Descrizione

NAET è l’acronimo di NAMBUDRIPAD’S ALLERGY ELIMINATION TECHNIQUES, consiste in un’insieme di conoscenze portate dell’agopuntura e dalla kinesologia. La metodologia si dedica specificamente all’eliminazione dalle ipersensibilità di allergie, intolleranze e blocchi emotivi. NAET utilizza le conoscenze della Medicina Tradizionale Cinese con i suoi meridiani (passaggi d’energia) e per mezzo di digitopressione stimola i punti agopunturali.

Agendo su questi meridiani, possono difatti venire stimolati tramite massaggi manuali oppure  per mezzo di massaggi con apposti elettrostimolatori. La Kinesiologia viene adoperata come mezzo per rilevare le varie ipersensibilità e di valutazione energetica.

Per mezzo di questa valida metodologia, il test alternativo d’allergia non si può fare una distinzione tra un’allergia ed un’intolleranza, bensì si misura uno squilibrio ed una reazione allo stress corporale sulla presenza di un allergene.

“NAET definisce come “allergia” tutte le ipersensibilità/allergie/

intolleranze, praticamente a tutto ciò che provoca un squilibrio energetico-fisiologico.

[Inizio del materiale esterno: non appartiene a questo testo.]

/*
 * Failmail SMTP buffering relay
 * Copyright (C) 2022 the Failmail developers
 *
 * This program is free software: you can redistribute it and/or modify it under
 * the terms of the GNU General Public License as published by the Free Software
 * Foundation, either version 3 of the License, or any later version.
 *
 * This program is distributed in the hope that it will be useful, but WITHOUT
 * ANY WARRANTY; without even the implied warranty of MERCHANTABILITY or FITNESS
 * FOR A PARTICULAR PURPOSE.  See the GNU General Public License for more details.
 *
 * You should have received a copy of the GNU General Public License along with
 * this program. If not, see https://www.gnu.org/licenses/.
 *
*/

/// The machine's hostname, falling back to `localhost`.
#[must_use]
pub fn hostname() -> String {
    hostname::get()
        .ok()
        .and_then(|h| h.into_string().ok())
        .unwrap_or_else(|| "localhost".to_string())
}

/// `<name>@<hostname>`, the default sender of outgoing digests.
pub(crate) fn from_address(name: &str) -> String {
    format!("{name}@{host}", host = hostname())
}

#[cfg(test)]
mod tests {
    #[test]
    fn from_address_uses_the_hostname() {
        let from = super::from_address("failmail");
        assert!(from.starts_with("failmail@"));
        assert!(from.len() > "failmail@".len());
    }
}
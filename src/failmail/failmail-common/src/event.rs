/*
 * Failmail SMTP buffering relay
 * Copyright (C) 2022 the Failmail developers
 *
 * This program is free software: you can redistribute it and/or modify it under
 * the terms of the GNU General Public License as published by the Free Software
 * Foundation, either version 3 of the License, or any later version.
 *
 * This program is distributed in the hope that it will be useful, but WITHOUT
 * ANY WARRANTY; without even the implied warranty of MERCHANTABILITY or FITNESS
 * FOR A PARTICULAR PURPOSE.  See the GNU General Public License for more details.
 *
 * You should have received a copy of the GNU General Public License along with
 * this program. If not, see https://www.gnu.org/licenses/.
 *
*/

/// The command line could not be parsed; the session answers `500`.
#[derive(Debug, thiserror::Error, PartialEq, Eq)]
#[error("unrecognized command: {0:?}")]
pub struct ParseCommandError(pub String);

/// SMTP commands accepted by the receiver.
///
/// See "Simple Mail Transfer Protocol"
/// <https://datatracker.ietf.org/doc/html/rfc5321>
#[derive(Debug, PartialEq, Eq, Clone)]
pub enum Event {
    /// Used to identify the SMTP client to the SMTP server.
    /// Syntax = `"HELO" SP ( Domain / address-literal ) CRLF`
    HeloCmd(String),
    /// Same as [`Event::HeloCmd`], requesting SMTP extensions.
    /// Syntax = `"EHLO" SP ( Domain / address-literal ) CRLF`
    EhloCmd(String),
    /// Initiates a mail transaction. The reverse-path is kept as the wire
    /// string (brackets included); the empty form `<>` is permitted.
    /// Syntax = `"MAIL FROM:" Reverse-path CRLF`
    MailCmd(String),
    /// Adds one recipient to the transaction, as the wire string.
    /// Syntax = `"RCPT TO:" Forward-path CRLF`
    RcptCmd(String),
    /// Syntax = `"DATA" CRLF`
    DataCmd,
    /// Aborts the current mail transaction.
    /// Syntax = `"RSET" CRLF`
    RsetCmd,
    /// Syntax = `"VRFY" SP String CRLF`
    VrfyCmd(String),
    /// Syntax = `"NOOP" CRLF`
    NoopCmd,
    /// Syntax = `"QUIT" CRLF`
    QuitCmd,
    /// Authentication, per RFC 4954. The mechanism token matches
    /// `[A-Z0-9_-]+`; the initial response, when present, is base64 text.
    /// Syntax = `"AUTH" SP mechanism [SP initial-response] CRLF`
    AuthCmd {
        /// SASL mechanism token.
        mechanism: String,
        /// Base64 initial response, undecoded.
        initial_response: Option<String>,
    },
    /// See "SMTP Service Extension for Secure SMTP over TLS"
    /// <https://datatracker.ietf.org/doc/html/rfc3207>
    /// Syntax = `"STARTTLS" CRLF`
    StartTls,
}

impl Event {
    /// Parse one command line (without its CRLF terminator).
    ///
    /// # Errors
    ///
    /// * the line does not conform to the accepted grammar
    pub fn parse_cmd(input: &str) -> Result<Self, ParseCommandError> {
        let err = || ParseCommandError(input.to_string());

        let input = input.strip_suffix("\r\n").unwrap_or(input);
        let (verb, args) = match input.split_once(char::is_whitespace) {
            Some((verb, args)) => (verb, args.trim()),
            None => (input, ""),
        };

        match verb.to_ascii_uppercase().as_str() {
            "HELO" if is_domain_or_literal(args) => Ok(Self::HeloCmd(args.to_string())),
            "EHLO" if is_domain_or_literal(args) => Ok(Self::EhloCmd(args.to_string())),

            "MAIL" => {
                let path = strip_keyword(args, "FROM:").ok_or_else(err)?;
                if path == "<>" || is_path(path) {
                    Ok(Self::MailCmd(path.to_string()))
                } else {
                    Err(err())
                }
            }
            "RCPT" => {
                let path = strip_keyword(args, "TO:").ok_or_else(err)?;
                if is_path(path) {
                    Ok(Self::RcptCmd(path.to_string()))
                } else {
                    Err(err())
                }
            }

            "DATA" if args.is_empty() => Ok(Self::DataCmd),
            "RSET" if args.is_empty() => Ok(Self::RsetCmd),
            "NOOP" if args.is_empty() => Ok(Self::NoopCmd),
            "QUIT" if args.is_empty() => Ok(Self::QuitCmd),
            "STARTTLS" if args.is_empty() => Ok(Self::StartTls),

            "VRFY" if !args.is_empty() && !args.contains(char::is_whitespace) => {
                Ok(Self::VrfyCmd(args.to_string()))
            }

            "AUTH" => match args.split_whitespace().collect::<Vec<_>>().as_slice() {
                [mechanism] if is_auth_type(mechanism) => Ok(Self::AuthCmd {
                    mechanism: (*mechanism).to_string(),
                    initial_response: None,
                }),
                [mechanism, payload] if is_auth_type(mechanism) && is_base64(payload) => {
                    Ok(Self::AuthCmd {
                        mechanism: (*mechanism).to_string(),
                        initial_response: Some((*payload).to_string()),
                    })
                }
                _ => Err(err()),
            },

            _ => Err(err()),
        }
    }
}

/// Strip a case-insensitive keyword (`FROM:` / `TO:`) and the optional
/// whitespace after it.
fn strip_keyword<'a>(args: &'a str, keyword: &str) -> Option<&'a str> {
    let head = args.get(..keyword.len())?;
    if !head.eq_ignore_ascii_case(keyword) {
        return None;
    }
    Some(args[keyword.len()..].trim_start())
}

fn is_auth_type(s: &str) -> bool {
    !s.is_empty()
        && s.chars()
            .all(|c| matches!(c, 'A'..='Z' | '0'..='9' | '-' | '_'))
}

fn is_base64(s: &str) -> bool {
    !s.is_empty()
        && s.chars()
            .all(|c| c.is_ascii_alphanumeric() || matches!(c, '+' | '/' | '='))
}

fn is_domain_or_literal(s: &str) -> bool {
    if let Some(literal) = s.strip_prefix('[').and_then(|s| s.strip_suffix(']')) {
        return literal.parse::<std::net::Ipv4Addr>().is_ok()
            || literal
                .strip_prefix("IPv6:")
                .map_or(false, |v6| v6.parse::<std::net::Ipv6Addr>().is_ok());
    }
    is_domain(s)
}

fn is_domain(s: &str) -> bool {
    !s.is_empty() && s.split('.').all(is_label)
}

fn is_label(s: &str) -> bool {
    s.starts_with(|c: char| c.is_ascii_alphabetic())
        && s.ends_with(|c: char| c.is_ascii_alphanumeric())
        && s.chars().all(|c| c.is_ascii_alphanumeric() || c == '-')
}

/// A bracketed mailbox: `<local-part@domain>`.
fn is_path(s: &str) -> bool {
    let Some(mailbox) = s.strip_prefix('<').and_then(|s| s.strip_suffix('>')) else {
        return false;
    };
    let Some((local, domain)) = mailbox.rsplit_once('@') else {
        return false;
    };
    is_local_part(local) && is_domain_or_literal(domain)
}

fn is_local_part(s: &str) -> bool {
    if s.len() >= 2 && s.starts_with('"') && s.ends_with('"') {
        return s[1..s.len() - 1]
            .chars()
            .all(|c| !c.is_ascii_control() && !matches!(c, ' ' | '"' | '\\'));
    }
    !s.is_empty()
        && !s.starts_with('.')
        && !s.ends_with('.')
        && s.chars().all(|c| {
            !c.is_ascii_control()
                && !matches!(
                    c,
                    ' ' | '<' | '>' | '(' | ')' | '[' | ']' | '\\' | ',' | ';' | ':' | '@' | '"'
                )
        })
}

Le allergie, intolleranze emerse tramite i test tradizionali vengono normalmente anche diagnosticate tramite il test alternativo. Considerando che i test alternativi sono più sensibili, possono anche essere sensibili alle interferenze e disturbi. Proprio per tale motivo è molto importante che alla base di questo test ci sia una buona esperienza e competenza.

Durante il test del muscolo il paziente sta in contatto con la pelle e quindi l’energia di un presunto allergene/emozione. Questa energia è stata caricata in laboratorio, una fiala di vetro che il paziente deve tenere in mano durante il test. E’ possibile utilizzare al posto di una fiala di vetro che è stata caricata con l’energia dell’allergene, un piccolo contenitore di vetro (chiuso) con all’interno una quantità anche piccola dell’allergene o, nel caso si trattasse di un emozione, ci sono fialette caricate con fiori di Bach corrispondenti ad una specifica emozione, oppure in alternativa il paziente dovrebbe richiamare alla mente quella emozione..

A questo punto, il corpo percepisce l’energia attraverso il vetro e la riconosce. Se si dovesse trattare un allergene, in risposto al test, il muscolo sarebbe debole. Da questo si capisce che quella sostanza indebolisce il paziente e la consideriamo un allergene. Dopo aver verificato se il paziente può sopportare un trattamento, per quella sostanza, si può iniziare il trattamento. Tramite il test del muscolo si può anche determinare in quale ordine dovranno essere trattati gli allergeni”.